=== WHAT IS EXPECTED ===
All lines holding the word "false" in the listing below need to be copied.

=== SOURCE INFORMATION ===
//! UBJSON (Universal Binary JSON) format plugin.
//!
//! All multi-byte numbers are Big Endian.
//!
//! | Marker | Type                         |
//! |--------|------------------------------|
//! | `Z`    | null                         |
//! | `N`    | no-op (skipped)              |
//! | `T` `F`| true / false                 |
//! | `i` `U`| int8 / uint8                 |
//! | `I` `l` `L` | int16 / int32 / int64   |
//! | `d` `D`| float32 / float64            |
//! | `H`    | high-precision number (text) |
//! | `C`    | char                         |
//! | `S`    | string                       |
//! | `[` `]`| array                        |
//! | `{` `}`| object                       |
//!
//! Integers are written with the smallest marker that fits. Decoding also
//! accepts optimized containers using `$` (element type) and `#` (count).
//! A count larger than the remaining input is rejected, and arrays of
//! zero-width elements are capped at [`MAX_EMPTY_ELEMENTS`].

use bytes::{BufMut, Bytes, BytesMut};
use serde_json::{Map, Number, Value};

use super::{FormatPlugin, MAX_DEPTH};
use crate::common::Format;
use crate::data::Data;
use crate::error::{Data64Error, Result};
use crate::state::State;

/// Largest `#count` accepted for an array of `Z`, `T` or `F` elements.
pub const MAX_EMPTY_ELEMENTS: usize = 1 << 16;

/// UBJSON codec.
#[derive(Debug, Clone, Copy, Default)]
pub struct UbjsonFormat;

impl FormatPlugin for UbjsonFormat {
    fn id(&self) -> Format {
        Format::Ubjson
    }

    fn encode(&self, state: &mut State<'_>) -> Result<Option<Data>> {
        Ok(Some(Data::Bytes(encode(&state.input_value()))))
    }

    fn decode(&self, state: &mut State<'_>) -> Result<Data> {
        state.opts.want_bytes = true;
        let bytes = match state.decode()? {
            Data::Bytes(b) => b,
            Data::Text(s) => Bytes::from(s.into_bytes()),
            Data::Value(_) => return Err(Data64Error::InvalidState("expected binary payload")),
        };
        Ok(Data::Value(decode(&bytes)?))
    }
}

/// Encode a value as UBJSON.
pub fn encode(value: &Value) -> Bytes {
    let mut buf = BytesMut::new();
    write_value(&mut buf, value);
    buf.freeze()
}

/// Decode a UBJSON document.
///
/// # Errors
///
/// Returns [`Data64Error::Ubjson`] on malformed input or trailing data.
pub fn decode(input: &[u8]) -> Result<Value> {
    let mut reader = Reader { input, pos: 0 };
    let value = reader.value(0)?;
    if reader.pos != input.len() {
        return Err(reader.error("trailing data"));
    }
    Ok(value)
}

fn write_int(buf: &mut BytesMut, n: i64) {
    if let Ok(v) = i8::try_from(n) {
        buf.put_u8(b'i');
        buf.put_i8(v);
    } else if let Ok(v) = u8::try_from(n) {
        buf.put_u8(b'U');
        buf.put_u8(v);
    } else if let Ok(v) = i16::try_from(n) {
        buf.put_u8(b'I');
        buf.put_i16(v);
    } else if let Ok(v) = i32::try_from(n) {
        buf.put_u8(b'l');
        buf.put_i32(v);
    } else {
        buf.put_u8(b'L');
        buf.put_i64(n);
    }
}

/// Length-prefixed string body (no `S` marker), as used by object keys.
fn write_str(buf: &mut BytesMut, s: &str) {
    write_int(buf, s.len() as i64);
    buf.put_slice(s.as_bytes());
}

fn write_value(buf: &mut BytesMut, value: &Value) {
    match value {
        Value::Null => buf.put_u8(b'Z'),
        Value::Bool(true) => buf.put_u8(b'T'),
        Value::Bool(false) => buf.put_u8(b'F'),
        Value::Number(n) => {
            if let Some(i) = n.as_i64() {
                write_int(buf, i);
            } else if let Some(u) = n.as_u64() {
                // Beyond int64: high-precision text.
                buf.put_u8(b'H');
                write_str(buf, &u.to_string());
            } else {
                buf.put_u8(b'D');
                buf.put_f64(n.as_f64().unwrap_or_default());
            }
        }
        Value::String(s) => {
            buf.put_u8(b'S');
            write_str(buf, s);
        }
        Value::Array(items) => {
            buf.put_u8(b'[');
            for item in items {
                write_value(buf, item);
            }
            buf.put_u8(b']');
        }
        Value::Object(map) => {
            buf.put_u8(b'{');
            for (key, item) in map {
                write_str(buf, key);
                write_value(buf, item);
            }
            buf.put_u8(b'}');
        }
    }
}

struct Reader<'a> {
    input: &'a [u8],
    pos: usize,
}

impl<'a> Reader<'a> {
    fn error(&self, msg: &str) -> Data64Error {
        Data64Error::Ubjson(format!("{} at offset {}", msg, self.pos))
    }

    fn take(&mut self, len: usize) -> Result<&'a [u8]> {
        let input = self.input;
        let end = self
            .pos
            .checked_add(len)
            .filter(|&end| end <= input.len())
            .ok_or_else(|| self.error("unexpected end of input"))?;
        let bytes = &input[self.pos..end];
        self.pos = end;
        Ok(bytes)
    }

    fn take_array<const N: usize>(&mut self) -> Result<[u8; N]> {
        let bytes = self.take(N)?;
        let mut out = [0u8; N];
        out.copy_from_slice(bytes);
        Ok(out)
    }

    fn marker(&mut self) -> Result<u8> {
        Ok(self.take(1)?[0])
    }

    fn peek(&self) -> Option<u8> {
        self.input.get(self.pos).copied()
    }

    /// Next marker, skipping no-ops.
    fn marker_skip_noop(&mut self) -> Result<u8> {
        loop {
            let m = self.marker()?;
            if m != b'N' {
                return Ok(m);
            }
        }
    }

    fn int_of(&mut self, marker: u8) -> Result<i64> {
        Ok(match marker {
            b'i' => i8::from_be_bytes(self.take_array()?) as i64,
            b'U' => u8::from_be_bytes(self.take_array()?) as i64,
            b'I' => i16::from_be_bytes(self.take_array()?) as i64,
            b'l' => i32::from_be_bytes(self.take_array()?) as i64,
            b'L' => i64::from_be_bytes(self.take_array()?),
            other => {
                return Err(self.error(&format!("expected integer marker, got '{}'", other as char)))
            }
        })
    }

    fn length(&mut self) -> Result<usize> {
        let marker = self.marker()?;
        let n = self.int_of(marker)?;
        usize::try_from(n).map_err(|_| self.error("negative length"))
    }

    fn string(&mut self) -> Result<String> {
        let len = self.length()?;
        let bytes = self.take(len)?;
        String::from_utf8(bytes.to_vec()).map_err(|_| self.error("string is not UTF-8"))
    }

    fn value(&mut self, depth: usize) -> Result<Value> {
        let marker = self.marker_skip_noop()?;
        self.value_of(marker, depth)
    }

    fn value_of(&mut self, marker: u8, depth: usize) -> Result<Value> {
        if depth > MAX_DEPTH {
            return Err(self.error("nesting too deep"));
        }

        match marker {
            b'Z' => Ok(Value::Null),
            b'T' => Ok(Value::Bool(true)),
            b'F' => Ok(Value::Bool(false)),
            b'i' | b'U' | b'I' | b'l' | b'L' => Ok(Value::from(self.int_of(marker)?)),
            b'd' => {
                let f = f32::from_be_bytes(self.take_array()?) as f64;
                self.float(f)
            }
            b'D' => {
                let f = f64::from_be_bytes(self.take_array()?);
                self.float(f)
            }
            b'H' => {
                let text = self.string()?;
                match serde_json::from_str::<Number>(&text) {
                    Ok(n) => Ok(Value::Number(n)),
                    Err(_) => Err(self.error(&format!("invalid high-precision number '{}'", text))),
                }
            }
            b'C' => {
                let c = self.marker()?;
                if !c.is_ascii() {
                    return Err(self.error("char must be ASCII"));
                }
                Ok(Value::String((c as char).to_string()))
            }
            b'S' => Ok(Value::String(self.string()?)),
            b'[' => self.array(depth),
            b'{' => self.object(depth),
            other => Err(self.error(&format!("unknown marker '{}'", other as char))),
        }
    }

    fn float(&self, f: f64) -> Result<Value> {
        Number::from_f64(f)
            .map(Value::Number)
            .ok_or_else(|| self.error("non-finite float"))
    }

    /// Optional `$type` and `#count` after a container opener.
    fn container_header(&mut self) -> Result<(Option<u8>, Option<usize>)> {
        let mut element = None;
        if self.peek() == Some(b'$') {
            self.pos += 1;
            element = Some(self.marker()?);
            if self.peek() != Some(b'#') {
                return Err(self.error("typed container requires a count"));
            }
        }
        let mut count = None;
        if self.peek() == Some(b'#') {
            self.pos += 1;
            count = Some(self.length()?);
        }
        Ok((element, count))
    }

    /// Reject a `#count` the rest of the input cannot hold.
    ///
    /// Every element takes at least one byte, except array elements typed as
    /// `Z`, `T` or `F`, which take none and are capped instead.
    fn check_count(&self, count: usize, element: Option<u8>, keyed: bool) -> Result<usize> {
        let zero_width = !keyed && matches!(element, Some(b'Z' | b'T' | b'F'));
        let limit = if zero_width {
            MAX_EMPTY_ELEMENTS
        } else {
            self.input.len() - self.pos
        };
        if count > limit {
            return Err(self.error(&format!("count {} exceeds limit {}", count, limit)));
        }
        Ok(count)
    }

    fn element(&mut self, element: Option<u8>, depth: usize) -> Result<Value> {
        match element {
            Some(marker) => self.value_of(marker, depth),
            None => self.value(depth),
        }
    }

    fn array(&mut self, depth: usize) -> Result<Value> {
        let (element, count) = self.container_header()?;
        let mut items = Vec::new();

        match count {
            Some(n) => {
                for _ in 0..self.check_count(n, element, false)? {
                    items.push(self.element(element, depth + 1)?);
                }
            }
            None => loop {
                let marker = self.marker_skip_noop()?;
                if marker == b']' {
                    break;
                }
                items.push(self.value_of(marker, depth + 1)?);
            },
        }

        Ok(Value::Array(items))
    }

    fn object(&mut self, depth: usize) -> Result<Value> {
        let (element, count) = self.container_header()?;
        let mut map = Map::new();

        match count {
            Some(n) => {
                for _ in 0..self.check_count(n, element, true)? {
                    let key = self.string()?;
                    let value = self.element(element, depth + 1)?;
                    map.insert(key, value);
                }
            }
            None => loop {
                while self.peek() == Some(b'N') {
                    self.pos += 1;
                }
                if self.peek() == Some(b'}') {
                    self.pos += 1;
                    break;
                }
                let key = self.string()?;
                let value = self.value(depth + 1)?;
                map.insert(key, value);
            },
        }

        Ok(Value::Object(map))
    }
}

#[cfg(test)]
mod tests {
    use super::*;
    use serde_json::json;

    #[test]
    fn test_encode_simple_object() {
        // {"a":1} => { i 1 'a' i 1 }
        assert_eq!(&encode(&json!({"a": 1}))[..], b"{i\x01ai\x01}");
    }

    #[test]
    fn test_encode_integer_markers() {
        assert_eq!(&encode(&json!(-5))[..], &[b'i', 0xfb]);
        assert_eq!(&encode(&json!(200))[..], &[b'U', 200]);
        assert_eq!(&encode(&json!(1000))[..], &[b'I', 0x03, 0xe8]);
        assert_eq!(&encode(&json!(70000))[..], &[b'l', 0x00, 0x01, 0x11, 0x70]);
        assert_eq!(encode(&json!(1i64 << 40))[0], b'L');
    }

    #[test]
    fn test_encode_scalars() {
        assert_eq!(&encode(&json!(null))[..], b"Z");
        assert_eq!(&encode(&json!(true))[..], b"T");
        assert_eq!(&encode(&json!(false))[..], b"F");
        assert_eq!(&encode(&json!("hi"))[..], b"Si\x02hi");
        assert_eq!(encode(&json!(1.5))[0], b'D');
    }

    #[test]
    fn test_roundtrip_nested() {
        let value = json!({
            "name": "data64",
            "tags": ["a", "b"],
            "n": [0, -1, 255, 40000, 1.25],
            "nested": {"ok": true, "none": null}
        });
        assert_eq!(decode(&encode(&value)).unwrap(), value);
    }

    #[test]
    fn test_high_precision_u64() {
        let value = json!(u64::MAX);
        let bytes = encode(&value);
        assert_eq!(bytes[0], b'H');
        assert_eq!(decode(&bytes).unwrap(), value);
    }

    #[test]
    fn test_decode_optimized_array() {
        // [$U#i3 1 2 3
        let input = [b'[', b'$', b'U', b'#', b'i', 3, 1, 2, 3];
        assert_eq!(decode(&input).unwrap(), json!([1, 2, 3]));
    }

    #[test]
    fn test_decode_counted_object() {
        // {#i1 i1 'k' S i1 'v'
        let input = b"{#i\x01i\x01kSi\x01v";
        assert_eq!(decode(input).unwrap(), json!({"k": "v"}));
    }

    #[test]
    fn test_decode_noop_and_char() {
        let input = b"[NCxN]";
        assert_eq!(decode(input).unwrap(), json!(["x"]));
    }

    #[test]
    fn test_decode_typed_null_array() {
        assert_eq!(decode(b"[$Z#i\x03").unwrap(), json!([null, null, null]));
        assert_eq!(decode(b"[$T#i\x02").unwrap(), json!([true, true]));
    }

    #[test]
    fn test_decode_rejects_oversized_counts() {
        // 16M nulls with no bytes behind them.
        assert!(matches!(
            decode(b"[$Z#l\x01\x00\x00\x00"),
            Err(Data64Error::Ubjson(_))
        ));
        assert!(matches!(
            decode(b"[#l\x7f\xff\xff\xff"),
            Err(Data64Error::Ubjson(_))
        ));
        assert!(matches!(
            decode(b"[$U#I\x00\x04\x01\x02\x03"),
            Err(Data64Error::Ubjson(_))
        ));
        assert!(matches!(
            decode(b"{$Z#l\x00\x10\x00\x00"),
            Err(Data64Error::Ubjson(_))
        ));
    }

    #[test]
    fn test_decode_float32() {
        let mut input = vec![b'd'];
        input.extend_from_slice(&0.5f32.to_be_bytes());
        assert_eq!(decode(&input).unwrap(), json!(0.5));
    }

    #[test]
    fn test_decode_errors() {
        assert!(decode(b"").is_err());
        assert!(decode(b"Si\x05ab").is_err());
        assert!(decode(b"[").is_err());
        assert!(decode(b"ZZ").is_err());
        assert!(decode(b"Q").is_err());
        assert!(decode(b"[$U]").is_err());
    }
}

=== ANSWER TO THIS EXERCISE ===
//! | `T` `F`| true / false                 |
        Value::Bool(false) => buf.put_u8(b'F'),
            b'F' => Ok(Value::Bool(false)),
                for _ in 0..self.check_count(n, element, false)? {
        assert_eq!(&encode(&json!(false))[..], b"F");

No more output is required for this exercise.